» What to do
Search the material below for the word "order". Copy every line where it is found.

» Material for this task
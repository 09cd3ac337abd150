//! Carousel state and the controller that owns it
//!
//! [`CarouselState`] is the source of truth for every role and z-order on the
//! page. [`Carousel`] ties the rings to the sequencer, the tilt controller and
//! the preload gate, and answers each page event with a list of [`Effect`]s for
//! the browser layer to apply in order.

use super::preload::PreloadGate;
use super::ring::{Ring, RingKind, Role};
use super::sequencer::{CueOutcome, SwapOutcome, TransitionPhase, TransitionSequencer};
use super::tagger::Direction;
use super::tilt::{Bounds, TiltController, TiltUpdate};
use super::timeline::{Choreography, Props, Target};
use crate::error::{CarouselError, Result};
use crate::settings::Settings;

/// The three parallel rings plus per-panel text counts
#[derive(Debug, Clone, PartialEq)]
pub struct CarouselState {
    pub cards: Ring,
    pub backgrounds: Ring,
    pub infos: Ring,
    text_counts: Vec<usize>,
}

impl CarouselState {
    /// Build from the roles found in the markup. Rings must be the same size.
    pub fn from_markup(
        cards: Vec<Option<Role>>,
        backgrounds: Vec<Option<Role>>,
        infos: Vec<Option<Role>>,
        text_counts: Vec<usize>,
    ) -> Result<Self> {
        let cards = Ring::from_roles(RingKind::Card, cards)?;
        let backgrounds = Ring::from_roles(RingKind::Background, backgrounds)?;
        let infos = Ring::from_roles(RingKind::Info, infos)?;

        let expected = cards.len();
        for ring in [&backgrounds, &infos] {
            if ring.len() != expected {
                return Err(CarouselError::RingLengthMismatch {
                    kind: ring.kind(),
                    expected,
                    actual: ring.len(),
                });
            }
        }

        let mut text_counts = text_counts;
        text_counts.resize(expected, 0);

        Ok(Self {
            cards,
            backgrounds,
            infos,
            text_counts,
        })
    }

    /// `len` items in the conventional starting layout, each info panel with
    /// `texts` text children
    pub fn with_len(len: usize, texts: usize) -> Result<Self> {
        Ok(Self {
            cards: Ring::with_len(RingKind::Card, len)?,
            backgrounds: Ring::with_len(RingKind::Background, len)?,
            infos: Ring::with_len(RingKind::Info, len)?,
            text_counts: vec![texts; len],
        })
    }

    pub fn len(&self) -> usize {
        self.cards.len()
    }

    /// Always false; construction rejects empty rings
    pub fn is_empty(&self) -> bool {
        self.cards.is_empty()
    }

    /// Number of `.text` children of info panel `index`
    pub fn text_count(&self, index: usize) -> usize {
        self.text_counts.get(index).copied().unwrap_or(0)
    }

    /// True when every index holds the same role in all three rings
    pub fn in_sync(&self) -> bool {
        self.cards.roles() == self.backgrounds.roles() && self.cards.roles() == self.infos.roles()
    }
}

/// Instruction for the browser layer
#[derive(Debug, Clone, PartialEq)]
pub enum Effect {
    /// Write ring roles and z-order to the markup
    Project,
    /// Set properties immediately
    Set(Target, Props),
    /// Play a choreography, reporting its cues back through [`Carousel::handle_cue`]
    Play(Choreography),
    AttachTilt(usize),
    DetachTilt(usize),
    /// Stop the running transition timeline; its remaining cues never fire
    Halt,
}

/// Carousel controller
#[derive(Debug, Clone)]
pub struct Carousel {
    state: CarouselState,
    sequencer: TransitionSequencer,
    tilt: TiltController,
    gate: PreloadGate,
    settings: Settings,
    /// Rings as they were before the transition in flight
    checkpoint: Option<CarouselState>,
}

impl Carousel {
    /// `assets` is the number of images the preload gate waits for
    pub fn new(state: CarouselState, settings: Settings, assets: usize) -> Self {
        let timing = settings.effective_timing();
        Self {
            sequencer: TransitionSequencer::new(timing, settings.overlap_policy),
            tilt: TiltController::new(settings.tilt_factor, settings.effective_tilt()),
            gate: PreloadGate::new(assets),
            state,
            settings,
            checkpoint: None,
        }
    }

    pub fn state(&self) -> &CarouselState {
        &self.state
    }

    pub fn settings(&self) -> &Settings {
        &self.settings
    }

    pub fn phase(&self) -> TransitionPhase {
        self.sequencer.phase()
    }

    pub fn is_busy(&self) -> bool {
        self.sequencer.is_busy()
    }

    pub fn gate(&self) -> &PreloadGate {
        &self.gate
    }

    /// Card the tilt listeners are bound to
    pub fn tilt_card(&self) -> Option<usize> {
        self.tilt.attached()
    }

    /// Hold the pre-entrance pose, bind tilt to the current card, and open
    /// the gate right away if there are no images to wait for.
    pub fn start(&mut self) -> Result<Vec<Effect>> {
        let mut effects: Vec<Effect> = self
            .sequencer
            .pose(&self.state)?
            .into_iter()
            .map(|(target, props)| Effect::Set(target, props))
            .collect();

        let card = self.state.cards.current_index();
        self.tilt.attach(card);
        effects.push(Effect::AttachTilt(card));

        log::info!(
            "Carousel started: {} items, waiting for {} images",
            self.state.len(),
            self.gate.total()
        );
        if self.gate.start() {
            effects.push(Effect::Play(self.open()?));
        }
        Ok(effects)
    }

    /// An image finished (or failed) loading
    pub fn asset_ready(&mut self, index: usize, is_complete: bool) -> Result<Vec<Effect>> {
        let timing = self.settings.effective_timing();
        let progress = self.gate.on_asset(index, is_complete, &timing)?;

        let mut effects = Vec::new();
        if let Some(loader) = progress.loader {
            log::debug!("Loaded {}/{} images", self.gate.loaded(), self.gate.total());
            effects.push(Effect::Play(loader));
        }
        if progress.opened {
            effects.push(Effect::Play(self.open()?));
        }
        Ok(effects)
    }

    fn open(&mut self) -> Result<Choreography> {
        log::info!("All images loaded, playing entrance");
        let overlay = PreloadGate::overlay_choreography(&self.settings.effective_timing());
        let entrance = self.sequencer.entrance(&self.state)?;
        self.checkpoint = Some(self.state.clone());
        Ok(overlay.then(entrance))
    }

    /// Navigation trigger
    pub fn request_swap(&mut self, direction: Direction) -> Result<Vec<Effect>> {
        let before = self.state.clone();
        match self.sequencer.swap(&mut self.state, direction)? {
            SwapOutcome::Started(choreography) => {
                self.checkpoint = Some(before);
                log::info!(
                    "Swap {}: card {} is current",
                    direction.as_str(),
                    self.state.cards.current_index()
                );
                let mut effects = Vec::with_capacity(5);
                if let Some(card) = self.tilt.detach() {
                    effects.push(Effect::DetachTilt(card));
                    // Info roles have not rotated yet, so this is the outgoing panel
                    let reset = TiltUpdate {
                        card,
                        info: self.state.infos.current_index(),
                        angle: 0.0,
                    };
                    effects.extend(reset.sets().into_iter().map(|(t, p)| Effect::Set(t, p)));
                }
                effects.push(Effect::Project);
                effects.push(Effect::Play(choreography));
                Ok(effects)
            }
            SwapOutcome::Queued => {
                log::debug!("Swap {} queued behind {:?}", direction.as_str(), self.phase());
                Ok(Vec::new())
            }
        }
    }

    /// A cue fired on a playing choreography
    pub fn handle_cue(&mut self, cue: TransitionPhase) -> Result<Vec<Effect>> {
        match self.sequencer.on_cue(cue, &mut self.state)? {
            CueOutcome::Continue => Ok(Vec::new()),
            CueOutcome::Rotated { card, .. } => {
                let mut effects = vec![Effect::Project];
                if let Some(old) = self.tilt.attach(card) {
                    effects.push(Effect::DetachTilt(old));
                }
                effects.push(Effect::AttachTilt(card));
                Ok(effects)
            }
            CueOutcome::Finished { queued } => {
                self.checkpoint = None;
                match queued {
                    Some(direction) => self.request_swap(direction),
                    None => Ok(Vec::new()),
                }
            }
        }
    }

    /// Give up on the transition in flight after the page failed to carry
    /// out one of its effects. Rings go back to where they were before it
    /// started, the page is settled in its resting pose, and tilt is bound
    /// to the current card again.
    pub fn abort_transition(&mut self) -> Vec<Effect> {
        let Some(phase) = self.sequencer.abort() else {
            return Vec::new();
        };
        if let Some(state) = self.checkpoint.take() {
            self.state = state;
        }
        log::warn!(
            "Transition aborted during {:?}; card {} is current",
            phase,
            self.state.cards.current_index()
        );

        let mut effects = vec![Effect::Halt, Effect::Project];
        effects.extend(
            self.sequencer
                .settled(&self.state)
                .into_iter()
                .map(|(target, props)| Effect::Set(target, props)),
        );
        if phase == TransitionPhase::Entering {
            effects.push(Effect::Set(
                Target::LoadingOverlay,
                Props {
                    opacity: Some(0.0),
                    pointer_events: Some(false),
                    ..Default::default()
                },
            ));
        }
        let card = self.state.cards.current_index();
        if let Some(old) = self.tilt.attach(card) {
            effects.push(Effect::DetachTilt(old));
        }
        effects.push(Effect::AttachTilt(card));
        effects
    }

    /// Pointer moved over `card` at horizontal client position `pointer_x`
    pub fn pointer_move(&self, card: usize, pointer_x: f32, bounds: &Bounds) -> Vec<Effect> {
        let info = self.state.infos.current_index();
        self.tilt
            .on_move(card, info, pointer_x, bounds)
            .map(|update| update.sets().into_iter().map(|(t, p)| Effect::Set(t, p)).collect())
            .unwrap_or_default()
    }

    /// Pointer left `card`
    pub fn pointer_leave(&self, card: usize) -> Vec<Effect> {
        let info = self.state.infos.current_index();
        self.tilt
            .on_leave(card, info)
            .map(|update| update.sets().into_iter().map(|(t, p)| Effect::Set(t, p)).collect())
            .unwrap_or_default()
    }
}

» Output of the exercise
//! [`CarouselState`] is the source of truth for every role and z-order on the
//! the browser layer to apply in order.
    /// Write ring roles and z-order to the markup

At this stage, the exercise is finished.